Research Profile – Dr. Manoj Lalu
Every day, we see headlines in the news touting the latest study that has shown great promise in the lab. Yet only an estimated one in 20 of these projects will result in a treatment that is safe and effective in humans. There are many reasons for this. Sometimes, it is because it is only an early step in the long process of developing a drug or treatment, and sometimes it is because of what is known as “reproduction failure,” when what one scientist can do in the lab cannot be replicated by other scientists.
This is not to say the science isn’t strong – it has much more to do with the complexity of the problems being tackled and the intricacies of any possible solution. It is similar to when a new drug is being tested. While it may work very well in the lab or in a small sub-set of people, possible adverse effects may not be apparent until the drug is tested on a much larger population—and those adverse effects may be completely different than originally considered.
The problem of replication got Dr. Manoj Lalu and his team at Ottawa Hospital Research Institute wondering if there was a way to better determine efficacy in research before entering into costly clinical trials. Their 2018 OIRM New Ideas Grant has given them the opportunity to start testing the theory that multi-centre preclinical trials might solve this problem.
“Typically, what happens in basic science is that one laboratory finds this remarkable result and then they start to try and move that into clinic right away,” Lalu explains. “What we have seen in some therapies that have failed, is that as they move towards translating that therapy, other people tried to repeat what they’d done in the lab and they haven’t been able to get as remarkable results, for whatever reason.”
His team looked at this and thought it might be much more effective to test the reproducibility of a therapy first, before moving into clinical trials. Robust protocols for cell therapies are essential, especially when they are being scaled-up to multicentre trials or large numbers of patients. Lalu’s team hypothesized that this new process, which moves away from one scientist working in isolation, to a much larger team approach, could be a very helpful step in getting more treatments to patients.
This isn’t a new idea, but when Lalu looked into it he and his team could only find 12 multicentre pre-clinical trials. The first one took place in the 1980s and then another in the 1990s, but the majority had been after 2010, as the idea that multi-centre preclinical trials could provide great value started to take root. Lalu and his team are now working on the first ever preclinical trial for stem cell treatment. The hope is that by doing this upfront work, they can determine whether moving into a clinical trial is worthwhile.
“It’s a higher cost up-front because you’re repeating the study over multiple different labs” he says, “But we might find that this just doesn’t work that well in the lab, so we probably shouldn’t try to put this into patients.

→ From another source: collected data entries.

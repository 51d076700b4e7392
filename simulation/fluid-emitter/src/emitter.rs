//! Particle emitter runtime state
//!
//! An [`Emitter`] owns a fixed pool of particle slots and feeds them into a
//! [`ParticleSolver`]. It is driven once per simulation step through
//! [`Emitter::step`], which ages live particles, retires the expired ones and
//! emits new ones from the attached shapes.
//!
//! The solver is borrowed for every call rather than stored. While detached,
//! synchronization calls are no-ops and emission is refused.

use std::f32::consts::TAU;

use glam::{Mat4, Vec3, Vec4};
use rand::rngs::StdRng;
use rand::{Rng, SeedableRng};
#[cfg(feature = "serde")]
use serde::{Deserialize, Serialize};

use crate::distribution::{DistributionCursor, SpawnPoint};
use crate::error::{EmitterError, Result};
use crate::material::{self, EmitterMaterial};
use crate::pool::{ParticleId, ParticlePool};
use crate::scheduler::{EmissionMethod, EmissionScheduler, StepReport};
use crate::shape::{EmitterShape, ShapeId};
use crate::solver::{ActorId, ParticleOwner, ParticleSolver, SolverMode, SolverParameters};
use crate::sync::{self, StampContext};

/// User-facing emitter settings
#[derive(Debug, Clone, PartialEq)]
#[cfg_attr(feature = "serde", derive(Serialize, Deserialize))]
#[cfg_attr(feature = "serde", serde(default))]
pub struct EmitterConfig {
    /// Number of particle slots
    pub capacity: usize,
    pub emission_method: EmissionMethod,
    /// Emission speed in units per second
    pub speed: f32,
    /// Seconds a particle lives before being retired
    pub lifespan: f32,
    /// Blend between the spawn direction (0) and a random direction (1)
    pub random_velocity: f32,
    /// Collision group of emitted particles
    pub fluid_phase: i32,
    /// Whether particles of this emitter collide with each other
    pub self_collisions: bool,
}

impl Default for EmitterConfig {
    fn default() -> Self {
        Self {
            capacity: 1000,
            emission_method: EmissionMethod::Stream,
            speed: 0.25,
            lifespan: 4.0,
            random_velocity: 0.0,
            fluid_phase: 1,
            self_collisions: true,
        }
    }
}

impl EmitterConfig {
    /// Same settings with a different number of slots
    pub fn with_capacity(mut self, capacity: usize) -> Self {
        self.capacity = capacity;
        self
    }

    /// Check value ranges
    pub fn validate(&self) -> Result<()> {
        if !(0.0..=1.0).contains(&self.random_velocity) {
            return Err(EmitterError::InvalidParameter(format!(
                "random velocity must be within 0-1, got {}",
                self.random_velocity
            )));
        }
        if !self.speed.is_finite() || self.speed < 0.0 {
            return Err(EmitterError::InvalidParameter(format!(
                "speed must be a non-negative number, got {}",
                self.speed
            )));
        }
        if self.lifespan.is_nan() {
            return Err(EmitterError::InvalidParameter(
                "lifespan must be a number".to_string(),
            ));
        }
        Ok(())
    }
}

/// Notification about a particle entering or leaving the simulation
#[derive(Debug, Clone, Copy, PartialEq, Eq)]
pub enum ParticleEvent {
    /// A particle was emitted into local slot `index`
    Emitted { index: usize, id: ParticleId },
    /// The particle at local slot `index` was retired; the slot now holds
    /// whatever particle was last in the active range
    Killed { index: usize, id: ParticleId },
}

impl ParticleEvent {
    pub fn index(&self) -> usize {
        match *self {
            Self::Emitted { index, .. } | Self::Killed { index, .. } => index,
        }
    }

    pub fn id(&self) -> ParticleId {
        match *self {
            Self::Emitted { id, .. } | Self::Killed { id, .. } => id,
        }
    }
}

/// Running totals of an emitter
#[derive(Debug, Clone, Copy, Default, PartialEq, Eq)]
#[cfg_attr(feature = "serde", derive(Serialize, Deserialize))]
pub struct EmitterStats {
    pub active: usize,
    pub capacity: usize,
    pub total_emitted: u64,
    pub total_killed: u64,
    pub total_refused: u64,
    pub steps: u64,
}

#[derive(Debug, Clone, Copy, PartialEq, Eq)]
enum AttachState {
    Detached,
    Attached,
}

#[derive(Debug)]
struct ShapeSlot {
    id: ShapeId,
    shape: Box<dyn EmitterShape>,
}

impl AsRef<dyn EmitterShape> for ShapeSlot {
    fn as_ref(&self) -> &(dyn EmitterShape + 'static) {
        self.shape.as_ref()
    }
}

/// Stamp inputs from an emitter's fields, borrowed apart from its RNG
fn stamp_context<'a>(
    material: Option<&'a EmitterMaterial>,
    parameters: &SolverParameters,
    config: &EmitterConfig,
) -> StampContext<'a> {
    StampContext {
        material,
        mode: parameters.mode,
        group: config.fluid_phase,
        self_collisions: config.self_collisions,
    }
}

/// Runtime particle emitter
#[derive(Debug)]
pub struct Emitter {
    actor: ActorId,
    config: EmitterConfig,
    material: Option<EmitterMaterial>,
    /// Emitter transform in world space
    local_to_world: Mat4,
    /// Cached transform into solver space, refreshed every step
    local_to_solver: Mat4,
    pool: ParticlePool,
    shapes: Vec<ShapeSlot>,
    next_shape_id: u32,
    cursor: DistributionCursor,
    scheduler: EmissionScheduler,
    rng: StdRng,
    state: AttachState,
    /// Solver parameters seen at attach or at the last change notification
    parameters: SolverParameters,
    events: Vec<ParticleEvent>,
    stats: EmitterStats,
}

Not only is there cost savings then but there’s potentially also benefits to patients in not being subjected to a clinical trial which has less chance of working.”
For Lalu and his team, the idea that this type of project could lead to an increase in the number of therapies that actually move into clinic drives their work. “I think what’s been most satisfying is actually helping investigators start to create a clinical trial protocol and, even at this point, start to move them into patient trials. Helping them build these trial protocols, helping them to move from bench to bedside, that’s one of the big areas that is under-studied and misunderstood or underappreciated,” he says.